Data shown:
// Copyright (c) 2024-2026 Martin Schröder <info@swedishembedded.com>
//
// SPDX-License-Identifier: MIT
use async_trait::async_trait;
use serde_json::{Map, Value};

use crate::runtime::ToolRuntime;

/// What a tool hands back to the loop: the text appended as the tool result
/// and whether the workspace may have changed underneath the context
/// snapshot.
#[derive(Debug, Clone, PartialEq, Eq)]
pub struct ToolReply {
    pub text: String,
    pub mutated: bool,
}

impl ToolReply {
    /// A reply that did not touch the filesystem.
    pub fn text(text: impl Into<String>) -> Self {
        Self {
            text: text.into(),
            mutated: false,
        }
    }

    pub fn mutating(text: impl Into<String>) -> Self {
        Self {
            text: text.into(),
            mutated: true,
        }
    }
}

/// Trait every built-in tool implements.
///
/// Failures are reported as `error: …` reply text, never as panics or
/// propagated errors; the model reads them and may correct itself.
#[async_trait]
pub trait Tool: Send + Sync {
    fn name(&self) -> &str;
    fn description(&self) -> &str;
    /// JSON Schema of the argument object.
    fn parameters_schema(&self) -> Value;
    /// Gated tools run only after the user has spoken the unlock phrase.
    /// The check itself lives in the registry so new tools inherit it.
    fn requires_unlock(&self) -> bool {
        false
    }
    async fn execute(&self, rt: &ToolRuntime, args: &Map<String, Value>) -> ToolReply;
}

// ─── Unit tests ──────────────────────────────────────────────────────────────

#[cfg(test)]
mod tests {
    use super::*;

    #[test]
    fn text_reply_is_not_mutating() {
        let reply = ToolReply::text("ok");
        assert_eq!(reply.text, "ok");
        assert!(!reply.mutated);
    }

    #[test]
    fn mutating_reply_sets_the_flag() {
        assert!(ToolReply::mutating("applied").mutated);
    }
}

Required action:
The required output is every line of the entries, starting at the one that contains "fn parameters_schema(&self) -> Value;" and ending at the last, copied exactly.

Exercise output:
    fn parameters_schema(&self) -> Value;
    /// Gated tools run only after the user has spoken the unlock phrase.
    /// The check itself lives in the registry so new tools inherit it.
    fn requires_unlock(&self) -> bool {
        false
    }
    async fn execute(&self, rt: &ToolRuntime, args: &Map<String, Value>) -> ToolReply;
}

// ─── Unit tests ──────────────────────────────────────────────────────────────

#[cfg(test)]
mod tests {
    use super::*;

    #[test]
    fn text_reply_is_not_mutating() {
        let reply = ToolReply::text("ok");
        assert_eq!(reply.text, "ok");
        assert!(!reply.mutated);
    }

    #[test]
    fn mutating_reply_sets_the_flag() {
        assert!(ToolReply::mutating("applied").mutated);
    }
}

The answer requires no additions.